-------- Material supplied

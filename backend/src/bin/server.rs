//! Service Compare HTTP Server Binary
//!
//! This is the main entry point for the comparison dashboard.
//! It initializes the repository, sets up the HTTP router, and starts serving requests.
//!
//! # Usage
//!
//! ```bash
//! # Run with local (in-memory) repository (default)
//! cargo run --bin service-compare-server
//!
//! # Run against PostgreSQL directly
//! DB_HOST=db.internal DB_NAME=bookings DB_USER=reader DB_PASSWORD=... \
//!   cargo run --bin service-compare-server --features postgres-repo
//!
//! # Run through an SSH bastion
//! DB_MODE=tunnel SSH_HOST=bastion.example.com SSH_KEY_PATH=~/.ssh/bastion.pem \
//!   DB_HOST=db.internal DB_NAME=bookings DB_USER=reader \
//!   cargo run --bin service-compare-server --features postgres-repo
//! ```
//!
//! # Environment Variables
//!
//! - `HOST`: Server host (default: 0.0.0.0)
//! - `PORT`: Server port (default: 8080)
//! - `REPOSITORY_TYPE`: `postgres` or `local` (default: postgres if `DB_HOST` is set)
//! - `DB_*` / `SSH_*`: database and tunnel settings, see `DatabaseSettings::from_env`
//! - `RUST_LOG`: Log level (default: info)
//!
//! A `repository.toml` in the working directory takes precedence over the
//! environment.

use std::env;
use std::net::SocketAddr;
use std::sync::Arc;

use anyhow::Context;
use tracing::{info, warn, Level};
use tracing_subscriber::FmtSubscriber;

use service_compare::db::{
    BookingRepository, RepositoryConfig, RepositoryFactory, RepositoryType,
};
use service_compare::http::{create_router, AppState};

#[tokio::main]
async fn main() -> anyhow::Result<()> {
    // Initialize logging
    FmtSubscriber::builder()
        .with_max_level(
            env::var("RUST_LOG")
                .ok()
                .and_then(|s| s.parse().ok())
                .unwrap_or(Level::INFO),
        )
        .with_target(true)
        .with_thread_ids(true)
        .init();

    info!("Starting Service Compare HTTP Server");

    let repository = create_repository()?;
    info!(
        "Repository initialized (connection {})",
        repository.connection_state()
    );

    // Create application state
    let state = AppState::new(Arc::clone(&repository));

    let app = create_router(state);

    // Determine bind address
    let host = env::var("HOST").unwrap_or_else(|_| "0.0.0.0".to_string());
    let port: u16 = env::var("PORT")
        .ok()
        .and_then(|s| s.parse().ok())
        .unwrap_or(8080);
    let addr: SocketAddr = format!("{}:{}", host, port)
        .parse()
        .with_context(|| format!("Invalid bind address {}:{}", host, port))?;

    info!("Server listening on http://{}", addr);
    info!("Dashboard: http://{}/  Health: http://{}/health", addr, addr);

    let listener = tokio::net::TcpListener::bind(addr).await?;
    axum::serve(listener, app)
        .with_graceful_shutdown(shutdown_signal())
        .await?;

    info!("Shutting down connection provider");
    repository.shutdown();

    Ok(())
}

fn create_repository() -> anyhow::Result<Arc<dyn BookingRepository>> {
    let repository = match RepositoryConfig::find_default_file() {
        Some(path) => {
            info!("Loading repository configuration from {}", path.display());
            RepositoryFactory::from_config_file(&path)
        }
        None => {
            if let Ok(RepositoryType::Local) = RepositoryType::from_env() {
                warn!("No database configured (set DB_HOST or REPOSITORY_TYPE); serving the empty in-memory repository");
            }
            RepositoryFactory::from_env()
        }
    };
    repository.context("Failed to initialize repository")
}

async fn shutdown_signal() {
    if let Err(e) = tokio::signal::ctrl_c().await {
        warn!("Failed to listen for shutdown signal: {}", e);
        std::future::pending::<()>().await;
    }
}
//! Server-side HTML for the comparison dashboard.

use crate::api::{CountDiff, DiffIndicator, ServiceComparison};

use super::dto::CompareQuery;

pub const PRIMARY: &str = "#2563EB";
pub const SUCCESS: &str = "#10B981";
pub const ERROR: &str = "#EF4444";
pub const WARNING: &str = "#F59E0B";
pub const TEXT_PRIMARY: &str = "#18181B";
pub const TEXT_SECONDARY: &str = "#71717A";
pub const TEXT_MUTED: &str = "#A1A1AA";
pub const BORDER: &str = "#E4E4E7";
pub const BACKGROUND: &str = "#FAFAFA";
pub const SURFACE: &str = "#FFFFFF";

pub const PROMPT_MESSAGE: &str = "Enter two service IDs above to compare.";
pub const SAME_IDS_MESSAGE: &str = "Please enter two different service IDs.";
pub const CONNECTION_HINT: &str =
    "Please check that the database connection is properly configured.";

/// A status message shown below the form.
#[derive(Debug, Clone, PartialEq, Eq)]
pub enum Notice {
    Info(String),
    Warning(String),
    Error(String),
}

impl Notice {
    /// Notices shown when building the comparison failed.
    pub fn failure(message: impl std::fmt::Display) -> Vec<Notice> {
        vec![
            Notice::Error(format!("An error occurred: {}", message)),
            Notice::Info(CONNECTION_HINT.to_string()),
        ]
    }

    fn colors(&self) -> (&'static str, &'static str) {
        match self {
            Notice::Info(_) => (PRIMARY, "#EFF6FF"),
            Notice::Warning(_) => (WARNING, "#FFFBEB"),
            Notice::Error(_) => (ERROR, "#FEF2F2"),
        }
    }

    fn text(&self) -> &str {
        match self {
            Notice::Info(t) | Notice::Warning(t) | Notice::Error(t) => t,
        }
    }

    fn class(&self) -> &'static str {
        match self {
            Notice::Info(_) => "notice-info",
            Notice::Warning(_) => "notice-warning",
            Notice::Error(_) => "notice-error",
        }
    }
}

/// What the page shows under the form.
#[derive(Debug, Clone)]
pub enum PageContent {
    Notices(Vec<Notice>),
    Comparison(Box<ServiceComparison>),
}

/// Escape text for HTML element content and quoted attribute values.
pub fn escape_html(text: &str) -> String {
    let mut out = String::with_capacity(text.len());
    for c in text.chars() {
        match c {
            '&' => out.push_str("&amp;"),
            '<' => out.push_str("&lt;"),
            '>' => out.push_str("&gt;"),
            '"' => out.push_str("&quot;"),
            '\'' => out.push_str("&#x27;"),
            _ => out.push(c),
        }
    }
    out
}

/// Format a count with `,` thousands separators, keeping the sign.
pub fn format_count(value: i64) -> String {
    let digits = value.unsigned_abs().to_string();
    let mut out = String::with_capacity(digits.len() + digits.len() / 3 + 1);
    if value < 0 {
        out.push('-');
    }
    for (i, c) in digits.chars().enumerate() {
        if i > 0 && (digits.len() - i) % 3 == 0 {
            out.push(',');
        }
        out.push(c);
    }
    out
}

/// Diff cell: red `▼ +N` when the first service is ahead, green `▲ -N`
/// when the second is, muted `0` when even.
pub fn diff_cell(diff: &CountDiff) -> String {
    match diff.indicator {
        DiffIndicator::FirstAhead => format!(
            r#"<span class="diff diff-first" style="color:{};font-weight:700;">&#x25BC; +{}</span>"#,
            ERROR,
            format_count(diff.value)
        ),
        DiffIndicator::SecondAhead => format!(
            r#"<span class="diff diff-second" style="color:{};font-weight:700;">&#x25B2; {}</span>"#,
            SUCCESS,
            format_count(diff.value)
        ),
        DiffIndicator::Even => format!(
            r#"<span class="diff diff-even" style="color:{};font-weight:700;">0</span>"#,
            TEXT_MUTED
        ),
    }
}

/// The single-row comparison table.
pub fn comparison_table(report: &ServiceComparison) -> String {
    let th = format!(
        "padding:10px 8px;font-size:0.65rem;font-weight:600;color:{};text-align:center;text-transform:uppercase;letter-spacing:0.03em;",
        TEXT_MUTED
    );
    let td = format!(
        "padding:16px 8px;font-size:1rem;font-weight:700;color:{};text-align:center;",
        TEXT_PRIMARY
    );
    let td_name = format!(
        "padding:16px 8px;font-size:0.85rem;font-weight:600;color:{};text-align:center;",
        TEXT_SECONDARY
    );
    let first = &report.first;
    let second = &report.second;
    let count = |v: u64| format_count(v as i64);

    format!(
        r#"<div class="card" style="background:{surface};border:1px solid {border};border-radius:8px;padding:1.25rem;overflow-x:auto;">
  <p style="font-size:0.75rem;font-weight:600;color:{muted};text-transform:uppercase;letter-spacing:0.05em;margin:0 0 12px 0;">Service Comparison</p>
  <table id="comparison" style="width:100%;border-collapse:collapse;">
    <thead>
      <tr style="border-bottom:2px solid {border};">
        <th style="{th}" rowspan="2">Username</th>
        <th style="{th}color:{primary};" colspan="3">Organic</th>
        <th style="{th}color:{primary};" colspan="3">Non-Organic</th>
      </tr>
      <tr style="border-bottom:1px solid {border};">
        <th style="{th}">Svc {a}</th>
        <th style="{th}">Svc {b}</th>
        <th style="{th}">Diff</th>
        <th style="{th}">Svc {a}</th>
        <th style="{th}">Svc {b}</th>
        <th style="{th}">Diff</th>
      </tr>
    </thead>
    <tbody>
      <tr>
        <td class="username" style="{td_name}">{owner}</td>
        <td style="{td}">{a_org}</td>
        <td style="{td}">{b_org}</td>
        <td style="{td}">{org_diff}</td>
        <td style="{td}">{a_non}</td>
        <td style="{td}">{b_non}</td>
        <td style="{td}">{non_diff}</td>
      </tr>
    </tbody>
  </table>
</div>"#,
        surface = SURFACE,
        border = BORDER,
        muted = TEXT_MUTED,
        primary = PRIMARY,
        th = th,
        td = td,
        td_name = td_name,
        a = first.service_id,
        b = second.service_id,
        owner = escape_html(&report.owner_display),
        a_org = count(first.counts.organic),
        b_org = count(second.counts.organic),
        org_diff = diff_cell(&report.organic_diff),
        a_non = count(first.counts.non_organic),
        b_non = count(second.counts.non_organic),
        non_diff = diff_cell(&report.non_organic_diff),
    )
}

fn notice_html(notice: &Notice) -> String {
    let (accent, background) = notice.colors();
    format!(
        r#"<div class="notice {}" style="border-left:4px solid {};background:{};color:{};padding:0.75rem 1rem;border-radius:6px;margin-bottom:0.5rem;font-size:0.875rem;">{}</div>"#,
        notice.class(),
        accent,
        background,
        TEXT_PRIMARY,
        escape_html(notice.text())
    )
}

fn input_html(label: &str, name: &str, value: Option<&str>) -> String {
    format!(
        r#"<label style="flex:1;font-size:0.8rem;font-weight:600;color:{};">{}
      <input type="number" name="{}" min="1" step="1" placeholder="Enter service ID" value="{}" style="display:block;width:100%;margin-top:4px;padding:8px;border:1px solid {};border-radius:6px;font-size:0.9rem;">
    </label>"#,
        TEXT_SECONDARY,
        label,
        name,
        escape_html(value.unwrap_or_default()),
        BORDER
    )
}

/// Render the whole dashboard page.
pub fn render_page(query: &CompareQuery, content: &PageContent) -> String {
    let mut body = String::new();
    match content {
        PageContent::Notices(notices) => {
            for notice in notices {
                body.push_str(&notice_html(notice));
                body.push('\n');
            }
        }
        PageContent::Comparison(report) => {
            body.push_str(&comparison_table(report));
        }
    }

    format!(
        r#"<!DOCTYPE html>
<html lang="en">
<head>
  <meta charset="utf-8">
  <meta name="viewport" content="width=device-width, initial-scale=1">
  <title>Service Comparison</title>
  <style>
    body {{ font-family: Inter, sans-serif; background: {bg}; margin: 0; }}
    main {{ max-width: 1200px; margin: 0 auto; padding: 1.5rem 1rem; }}
    hr {{ margin: 0.75rem 0; border: 0; border-top: 1px solid {border}; }}
  </style>
</head>
<body>
<main>
  <div style="margin-bottom:4px;"><span style="font-size:1.5rem;font-weight:700;color:{text};">Service Comparison</span></div>
  <span style="font-size:0.875rem;color:{secondary};">Compare two services side by side</span>
  <hr>
  <form method="get" action="/compare" style="display:flex;gap:0.75rem;align-items:flex-end;">
    {input_a}
    {input_b}
    <button type="submit" style="padding:9px 16px;background:{primary};color:#FFFFFF;border:0;border-radius:6px;font-weight:600;">Compare</button>
  </form>
  <hr>
  {body}
  <hr>
  <p style="text-align:center;font-size:0.75rem;color:{muted};">Service Comparison</p>
</main>
</body>
</html>
"#,
        bg = BACKGROUND,
        border = BORDER,
        text = TEXT_PRIMARY,
        secondary = TEXT_SECONDARY,
        muted = TEXT_MUTED,
        primary = PRIMARY,
        input_a = input_html("Service 1 ID", "service_a", query.service_a_text()),
        input_b = input_html("Service 2 ID", "service_b", query.service_b_text()),
        body = body,
    )
}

----------------

Look through the records and copy down every line that holds "SUCCESS".

## Response
pub const SUCCESS: &str = "#10B981";
            SUCCESS,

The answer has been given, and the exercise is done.